TASK DETAILS: Beneath this instruction is a block of data; output from it exactly the lines that run from the one containing "let mut feed" through the one containing "for s in raw.stops", inclusive.

[Saved entries]
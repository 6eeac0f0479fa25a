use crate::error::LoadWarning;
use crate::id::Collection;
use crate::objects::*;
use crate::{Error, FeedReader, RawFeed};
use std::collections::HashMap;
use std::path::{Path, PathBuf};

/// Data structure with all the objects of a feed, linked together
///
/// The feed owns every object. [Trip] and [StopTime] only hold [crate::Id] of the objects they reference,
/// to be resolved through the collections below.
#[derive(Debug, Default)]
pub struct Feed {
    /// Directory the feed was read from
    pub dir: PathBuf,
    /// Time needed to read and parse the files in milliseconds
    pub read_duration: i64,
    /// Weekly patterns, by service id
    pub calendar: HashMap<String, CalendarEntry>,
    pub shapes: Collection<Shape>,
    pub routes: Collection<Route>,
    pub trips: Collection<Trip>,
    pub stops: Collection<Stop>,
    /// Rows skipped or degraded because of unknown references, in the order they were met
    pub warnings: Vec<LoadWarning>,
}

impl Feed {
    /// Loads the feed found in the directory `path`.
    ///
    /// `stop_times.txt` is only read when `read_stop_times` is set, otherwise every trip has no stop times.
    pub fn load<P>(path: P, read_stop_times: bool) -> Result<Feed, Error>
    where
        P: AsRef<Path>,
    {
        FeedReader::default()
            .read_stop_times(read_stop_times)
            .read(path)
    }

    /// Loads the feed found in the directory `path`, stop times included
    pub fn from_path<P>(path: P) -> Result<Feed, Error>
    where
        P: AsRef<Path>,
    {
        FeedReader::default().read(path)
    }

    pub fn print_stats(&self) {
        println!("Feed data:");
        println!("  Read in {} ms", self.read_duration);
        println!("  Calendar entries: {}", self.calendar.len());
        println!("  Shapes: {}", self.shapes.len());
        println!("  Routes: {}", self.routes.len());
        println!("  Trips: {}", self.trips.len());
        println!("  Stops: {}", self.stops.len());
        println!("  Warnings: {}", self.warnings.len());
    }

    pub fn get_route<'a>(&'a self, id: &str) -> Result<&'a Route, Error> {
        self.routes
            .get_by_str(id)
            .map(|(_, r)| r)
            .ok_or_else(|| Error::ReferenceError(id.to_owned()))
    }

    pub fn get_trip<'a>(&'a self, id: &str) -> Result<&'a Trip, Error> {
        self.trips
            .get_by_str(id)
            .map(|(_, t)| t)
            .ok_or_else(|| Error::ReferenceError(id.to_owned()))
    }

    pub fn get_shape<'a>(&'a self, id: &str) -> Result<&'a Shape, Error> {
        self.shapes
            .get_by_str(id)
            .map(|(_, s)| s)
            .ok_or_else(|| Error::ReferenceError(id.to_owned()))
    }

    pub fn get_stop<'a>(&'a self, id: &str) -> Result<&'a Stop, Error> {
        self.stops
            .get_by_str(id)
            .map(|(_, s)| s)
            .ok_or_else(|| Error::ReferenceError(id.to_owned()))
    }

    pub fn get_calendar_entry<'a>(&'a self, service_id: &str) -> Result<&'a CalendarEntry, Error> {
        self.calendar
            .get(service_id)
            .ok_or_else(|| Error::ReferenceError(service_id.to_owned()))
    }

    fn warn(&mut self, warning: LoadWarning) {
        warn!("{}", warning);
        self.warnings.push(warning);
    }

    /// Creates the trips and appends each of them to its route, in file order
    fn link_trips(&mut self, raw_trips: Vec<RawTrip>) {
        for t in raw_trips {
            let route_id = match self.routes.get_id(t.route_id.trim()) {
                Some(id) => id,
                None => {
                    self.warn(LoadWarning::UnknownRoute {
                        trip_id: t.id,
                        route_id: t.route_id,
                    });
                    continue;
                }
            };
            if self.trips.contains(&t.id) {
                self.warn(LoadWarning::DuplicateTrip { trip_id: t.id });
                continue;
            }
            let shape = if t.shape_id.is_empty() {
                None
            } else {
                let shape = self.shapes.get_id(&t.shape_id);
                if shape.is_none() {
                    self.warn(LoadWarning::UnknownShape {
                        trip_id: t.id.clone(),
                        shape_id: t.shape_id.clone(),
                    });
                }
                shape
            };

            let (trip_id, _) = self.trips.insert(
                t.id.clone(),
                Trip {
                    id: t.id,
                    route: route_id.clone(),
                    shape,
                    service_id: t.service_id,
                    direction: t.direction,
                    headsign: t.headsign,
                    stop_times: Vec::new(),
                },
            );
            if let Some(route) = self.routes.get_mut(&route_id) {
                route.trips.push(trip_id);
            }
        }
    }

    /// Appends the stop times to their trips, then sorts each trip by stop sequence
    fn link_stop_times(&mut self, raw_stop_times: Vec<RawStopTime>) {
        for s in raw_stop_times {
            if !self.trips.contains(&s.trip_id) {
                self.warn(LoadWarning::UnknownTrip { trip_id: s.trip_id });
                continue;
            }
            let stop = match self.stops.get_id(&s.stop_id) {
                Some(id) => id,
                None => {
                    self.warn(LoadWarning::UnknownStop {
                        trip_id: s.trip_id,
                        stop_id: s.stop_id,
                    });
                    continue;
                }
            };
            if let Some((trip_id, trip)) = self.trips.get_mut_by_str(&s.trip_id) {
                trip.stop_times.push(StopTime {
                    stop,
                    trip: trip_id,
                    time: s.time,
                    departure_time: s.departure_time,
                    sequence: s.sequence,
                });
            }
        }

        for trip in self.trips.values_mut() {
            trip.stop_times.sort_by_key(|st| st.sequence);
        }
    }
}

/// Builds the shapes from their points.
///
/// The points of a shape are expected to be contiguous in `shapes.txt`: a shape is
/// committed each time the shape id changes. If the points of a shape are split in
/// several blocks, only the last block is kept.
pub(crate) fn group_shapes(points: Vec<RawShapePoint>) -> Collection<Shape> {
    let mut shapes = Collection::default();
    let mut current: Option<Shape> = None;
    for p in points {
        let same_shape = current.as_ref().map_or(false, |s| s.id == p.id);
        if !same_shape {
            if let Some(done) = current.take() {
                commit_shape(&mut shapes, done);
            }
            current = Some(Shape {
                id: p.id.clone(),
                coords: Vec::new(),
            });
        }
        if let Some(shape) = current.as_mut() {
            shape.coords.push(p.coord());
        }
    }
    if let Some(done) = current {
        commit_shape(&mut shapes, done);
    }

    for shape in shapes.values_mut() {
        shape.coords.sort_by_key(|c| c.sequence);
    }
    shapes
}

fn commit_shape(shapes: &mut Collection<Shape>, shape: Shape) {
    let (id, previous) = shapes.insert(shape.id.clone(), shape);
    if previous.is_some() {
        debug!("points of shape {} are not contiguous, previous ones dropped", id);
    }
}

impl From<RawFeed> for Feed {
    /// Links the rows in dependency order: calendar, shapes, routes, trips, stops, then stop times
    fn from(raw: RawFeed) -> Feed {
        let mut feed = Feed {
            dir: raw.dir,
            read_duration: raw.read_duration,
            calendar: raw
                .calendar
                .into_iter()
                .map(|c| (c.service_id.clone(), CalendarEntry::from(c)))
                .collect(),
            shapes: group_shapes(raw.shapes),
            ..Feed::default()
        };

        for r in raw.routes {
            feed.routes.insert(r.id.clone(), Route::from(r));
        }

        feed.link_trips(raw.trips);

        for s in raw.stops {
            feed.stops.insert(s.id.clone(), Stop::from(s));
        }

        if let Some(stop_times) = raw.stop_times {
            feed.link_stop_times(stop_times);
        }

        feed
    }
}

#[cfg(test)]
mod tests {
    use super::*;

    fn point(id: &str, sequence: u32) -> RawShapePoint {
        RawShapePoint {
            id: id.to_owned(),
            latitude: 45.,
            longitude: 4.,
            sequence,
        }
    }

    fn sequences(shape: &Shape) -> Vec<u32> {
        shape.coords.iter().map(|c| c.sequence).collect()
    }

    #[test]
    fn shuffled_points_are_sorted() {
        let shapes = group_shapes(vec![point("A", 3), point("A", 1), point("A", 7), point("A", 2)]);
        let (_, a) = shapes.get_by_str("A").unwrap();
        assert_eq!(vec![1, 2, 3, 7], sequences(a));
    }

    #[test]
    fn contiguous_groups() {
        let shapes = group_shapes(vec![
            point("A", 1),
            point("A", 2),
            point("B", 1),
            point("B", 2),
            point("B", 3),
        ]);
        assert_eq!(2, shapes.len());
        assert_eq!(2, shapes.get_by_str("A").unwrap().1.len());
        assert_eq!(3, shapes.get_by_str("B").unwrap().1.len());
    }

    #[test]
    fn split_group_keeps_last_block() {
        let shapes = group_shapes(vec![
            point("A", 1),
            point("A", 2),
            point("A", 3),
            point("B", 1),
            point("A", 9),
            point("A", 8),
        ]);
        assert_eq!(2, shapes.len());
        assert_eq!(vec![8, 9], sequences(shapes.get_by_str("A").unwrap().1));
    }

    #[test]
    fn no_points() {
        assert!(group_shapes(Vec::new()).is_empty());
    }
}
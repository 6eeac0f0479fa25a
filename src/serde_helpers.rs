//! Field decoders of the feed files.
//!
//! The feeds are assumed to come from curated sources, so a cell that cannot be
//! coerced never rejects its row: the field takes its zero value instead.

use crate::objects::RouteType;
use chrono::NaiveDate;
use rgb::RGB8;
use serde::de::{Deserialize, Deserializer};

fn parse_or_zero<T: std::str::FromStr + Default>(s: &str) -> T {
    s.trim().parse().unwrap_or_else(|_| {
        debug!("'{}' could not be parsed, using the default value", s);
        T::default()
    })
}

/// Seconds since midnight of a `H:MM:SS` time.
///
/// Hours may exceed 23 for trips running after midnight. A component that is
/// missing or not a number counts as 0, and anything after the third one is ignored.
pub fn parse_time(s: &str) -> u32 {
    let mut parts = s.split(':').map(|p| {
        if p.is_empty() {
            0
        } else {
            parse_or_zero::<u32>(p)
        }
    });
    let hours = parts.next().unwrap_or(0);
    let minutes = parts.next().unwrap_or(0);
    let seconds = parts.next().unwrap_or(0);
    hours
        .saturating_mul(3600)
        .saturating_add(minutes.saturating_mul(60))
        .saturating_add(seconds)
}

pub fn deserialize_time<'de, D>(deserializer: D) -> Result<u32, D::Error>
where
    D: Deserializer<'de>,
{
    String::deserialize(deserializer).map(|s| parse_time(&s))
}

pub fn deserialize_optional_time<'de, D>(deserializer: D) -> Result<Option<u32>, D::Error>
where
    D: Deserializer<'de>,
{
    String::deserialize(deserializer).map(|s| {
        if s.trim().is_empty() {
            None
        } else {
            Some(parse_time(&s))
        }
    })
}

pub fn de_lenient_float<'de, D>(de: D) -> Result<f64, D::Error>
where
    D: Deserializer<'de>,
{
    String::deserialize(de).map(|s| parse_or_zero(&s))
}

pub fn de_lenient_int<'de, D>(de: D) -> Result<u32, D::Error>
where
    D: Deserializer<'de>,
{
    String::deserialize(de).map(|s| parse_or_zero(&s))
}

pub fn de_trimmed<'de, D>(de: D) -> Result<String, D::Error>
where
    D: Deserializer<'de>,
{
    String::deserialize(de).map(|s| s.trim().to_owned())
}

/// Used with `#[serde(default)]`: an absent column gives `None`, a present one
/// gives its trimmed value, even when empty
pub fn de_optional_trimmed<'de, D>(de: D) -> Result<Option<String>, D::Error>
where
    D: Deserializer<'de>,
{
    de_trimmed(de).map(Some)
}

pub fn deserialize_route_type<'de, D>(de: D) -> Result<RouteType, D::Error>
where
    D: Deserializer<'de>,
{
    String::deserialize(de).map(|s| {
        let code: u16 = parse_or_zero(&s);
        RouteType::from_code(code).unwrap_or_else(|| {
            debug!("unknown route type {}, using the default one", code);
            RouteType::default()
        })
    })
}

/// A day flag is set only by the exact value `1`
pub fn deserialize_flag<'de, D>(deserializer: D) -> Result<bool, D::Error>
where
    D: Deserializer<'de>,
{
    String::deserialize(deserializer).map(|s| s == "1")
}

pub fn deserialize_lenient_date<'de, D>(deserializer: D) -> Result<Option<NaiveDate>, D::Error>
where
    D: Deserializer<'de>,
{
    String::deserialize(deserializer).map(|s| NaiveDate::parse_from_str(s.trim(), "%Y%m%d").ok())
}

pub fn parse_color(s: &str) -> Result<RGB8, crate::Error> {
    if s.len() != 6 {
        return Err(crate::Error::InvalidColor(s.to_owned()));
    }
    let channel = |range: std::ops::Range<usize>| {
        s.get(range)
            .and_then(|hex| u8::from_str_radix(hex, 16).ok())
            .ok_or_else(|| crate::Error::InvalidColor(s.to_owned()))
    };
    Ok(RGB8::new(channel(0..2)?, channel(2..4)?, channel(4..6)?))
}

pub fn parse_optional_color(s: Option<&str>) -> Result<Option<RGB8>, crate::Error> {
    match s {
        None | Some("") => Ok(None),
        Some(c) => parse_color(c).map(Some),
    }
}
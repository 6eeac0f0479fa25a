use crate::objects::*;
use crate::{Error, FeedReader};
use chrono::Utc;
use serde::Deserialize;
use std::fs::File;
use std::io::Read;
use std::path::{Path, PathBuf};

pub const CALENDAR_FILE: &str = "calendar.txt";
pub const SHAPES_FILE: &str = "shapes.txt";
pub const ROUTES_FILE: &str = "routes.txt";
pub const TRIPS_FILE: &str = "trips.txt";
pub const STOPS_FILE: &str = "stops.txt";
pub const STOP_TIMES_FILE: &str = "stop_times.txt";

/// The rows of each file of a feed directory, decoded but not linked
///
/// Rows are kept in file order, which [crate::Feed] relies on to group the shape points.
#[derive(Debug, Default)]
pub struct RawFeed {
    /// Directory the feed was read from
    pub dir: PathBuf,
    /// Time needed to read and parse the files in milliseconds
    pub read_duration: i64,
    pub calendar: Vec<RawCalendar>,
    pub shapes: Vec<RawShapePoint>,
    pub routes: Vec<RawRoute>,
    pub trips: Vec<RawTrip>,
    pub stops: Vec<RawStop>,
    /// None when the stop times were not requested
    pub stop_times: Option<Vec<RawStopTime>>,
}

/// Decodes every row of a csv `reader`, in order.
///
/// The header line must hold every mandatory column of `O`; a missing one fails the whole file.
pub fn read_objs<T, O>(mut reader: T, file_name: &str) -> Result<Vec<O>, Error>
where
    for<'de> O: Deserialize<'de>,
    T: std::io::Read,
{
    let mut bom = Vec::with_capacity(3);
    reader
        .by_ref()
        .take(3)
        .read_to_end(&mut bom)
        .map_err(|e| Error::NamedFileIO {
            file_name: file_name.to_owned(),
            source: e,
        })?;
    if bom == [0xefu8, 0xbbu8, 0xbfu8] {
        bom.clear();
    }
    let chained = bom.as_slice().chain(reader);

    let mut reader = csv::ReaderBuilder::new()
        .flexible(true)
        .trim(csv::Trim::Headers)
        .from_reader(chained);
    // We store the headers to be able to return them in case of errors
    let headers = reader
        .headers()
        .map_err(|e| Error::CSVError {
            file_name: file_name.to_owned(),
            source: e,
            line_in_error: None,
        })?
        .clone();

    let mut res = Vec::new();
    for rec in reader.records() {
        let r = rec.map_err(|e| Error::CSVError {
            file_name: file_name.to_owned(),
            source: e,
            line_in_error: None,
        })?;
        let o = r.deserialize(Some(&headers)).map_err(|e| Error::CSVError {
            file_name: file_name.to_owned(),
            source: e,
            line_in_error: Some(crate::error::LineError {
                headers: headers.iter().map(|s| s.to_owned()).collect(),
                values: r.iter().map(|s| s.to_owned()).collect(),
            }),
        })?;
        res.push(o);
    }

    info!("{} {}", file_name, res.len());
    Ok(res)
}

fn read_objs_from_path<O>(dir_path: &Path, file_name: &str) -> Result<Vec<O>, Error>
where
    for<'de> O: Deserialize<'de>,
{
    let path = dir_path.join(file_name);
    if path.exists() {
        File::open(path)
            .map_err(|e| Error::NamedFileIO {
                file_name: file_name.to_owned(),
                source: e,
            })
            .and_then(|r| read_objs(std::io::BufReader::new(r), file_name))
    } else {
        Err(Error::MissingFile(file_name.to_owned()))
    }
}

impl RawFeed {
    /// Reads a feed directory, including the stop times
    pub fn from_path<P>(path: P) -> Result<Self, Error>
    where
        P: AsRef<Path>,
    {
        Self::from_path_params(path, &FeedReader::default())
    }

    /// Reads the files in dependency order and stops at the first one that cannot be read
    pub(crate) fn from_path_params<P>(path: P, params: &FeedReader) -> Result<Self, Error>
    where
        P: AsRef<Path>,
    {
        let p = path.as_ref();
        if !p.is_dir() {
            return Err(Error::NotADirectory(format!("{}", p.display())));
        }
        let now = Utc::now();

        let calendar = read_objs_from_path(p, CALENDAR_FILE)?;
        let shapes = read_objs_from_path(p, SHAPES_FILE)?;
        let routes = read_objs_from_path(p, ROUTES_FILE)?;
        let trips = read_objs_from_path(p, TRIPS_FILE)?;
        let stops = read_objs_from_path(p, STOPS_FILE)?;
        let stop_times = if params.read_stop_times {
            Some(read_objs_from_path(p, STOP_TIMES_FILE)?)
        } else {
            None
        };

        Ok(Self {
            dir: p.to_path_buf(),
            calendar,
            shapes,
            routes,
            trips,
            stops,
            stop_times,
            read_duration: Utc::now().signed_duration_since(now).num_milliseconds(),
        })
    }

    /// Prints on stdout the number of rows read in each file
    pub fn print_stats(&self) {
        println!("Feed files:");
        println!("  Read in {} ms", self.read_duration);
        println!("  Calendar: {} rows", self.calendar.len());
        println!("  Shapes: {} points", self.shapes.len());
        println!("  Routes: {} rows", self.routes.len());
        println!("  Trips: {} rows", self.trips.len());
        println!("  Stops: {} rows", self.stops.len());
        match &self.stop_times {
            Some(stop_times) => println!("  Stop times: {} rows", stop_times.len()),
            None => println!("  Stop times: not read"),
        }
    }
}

EXERCISE RESULT:
        let mut feed = Feed {
            dir: raw.dir,
            read_duration: raw.read_duration,
            calendar: raw
                .calendar
                .into_iter()
                .map(|c| (c.service_id.clone(), CalendarEntry::from(c)))
                .collect(),
            shapes: group_shapes(raw.shapes),
            ..Feed::default()
        };

        for r in raw.routes {
            feed.routes.insert(r.id.clone(), Route::from(r));
        }

        feed.link_trips(raw.trips);

        for s in raw.stops {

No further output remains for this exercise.